But everyone was wrong, as a serendipitous turn of events would soon show. Lazcano was not the only one to have received some scientific memorabilia from the long-ago experiments. After Miller left Chicago, he worked alongside Bada at the Scripps Institution of Oceanography, in San Diego. When Miller died in 2007, Bada inherited boxes full of his lab paraphernalia. He’d never poked around in them much — but after the encounter with Lazcano, says Bada: "I realized I must have this sample in a box, and I’ve got to find that box."

It took all of 15 minutes. "It was just a stunning experience," Bada says. "All these little boxes full of equipment and vials from all Stanley’s original experiments.

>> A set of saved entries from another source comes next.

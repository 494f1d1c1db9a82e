//! Suppression of payloads that match the retained message.

use crate::content::RawMessageBuffer;

/// Compares an inbound payload with the retained message.
///
/// The payload is truncated and terminated exactly as it would be stored.
/// Returns the buffer to store when it differs, `None` when it is identical.
pub fn detect_change(current: &RawMessageBuffer, payload: &[u8]) -> Option<RawMessageBuffer> {
    let incoming = RawMessageBuffer::from_payload(payload);
    if incoming.as_terminated() == current.as_terminated() {
        None
    } else {
        Some(incoming)
    }
}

It was an unbelievable collection of organic compounds and amino acids." And most of the work, which took place in the years following Miller’s landmark experiment with Urey, had never been described in the scientific literature.

That’s starting to change, though. In 2008, Bada, along with Lazcano, of the National Autonomous University of Mexico, and several others reran some of Miller’s experiments using his original apparatus, and published the results in the journal Science. Now a second paper has come out in Proceedings of the National Academy of Sciences, which amplifies on that result. What makes both studies so potentially important is that they’re based on a more realistic picture of conditions on early earth.

(See pictures of earth from space.)

In particular, they suggest to Bada that life might have arisen, not in the "warm little pool" that Darwin himself once guessed, but in the violent environs of volcanic eruptions. "We know that the early earth had few continents, but it had a lot of volcanoes, and they were hotter and more powerful than we’re used to. They would have been belching hydrogen sulfide and other gases."

Volcanic plumes would also have triggered powerful discharges of lightning from the skies, as they do today. And that, says Bada, is essentially what Miller’s unpublished experiments showed. One piece of apparatus that survives in Bada’s collection is configured in a way that suggests Miller was working with hydrogen sulfide and hot steam. And sure enough, when the scientists analyzed Miller’s original samples that came from that particular setup, they found a wide assortment of amino acids, including some that had never been made before. "Stanley couldn’t have detected them with the crude analysis available to him at the time," says Bada.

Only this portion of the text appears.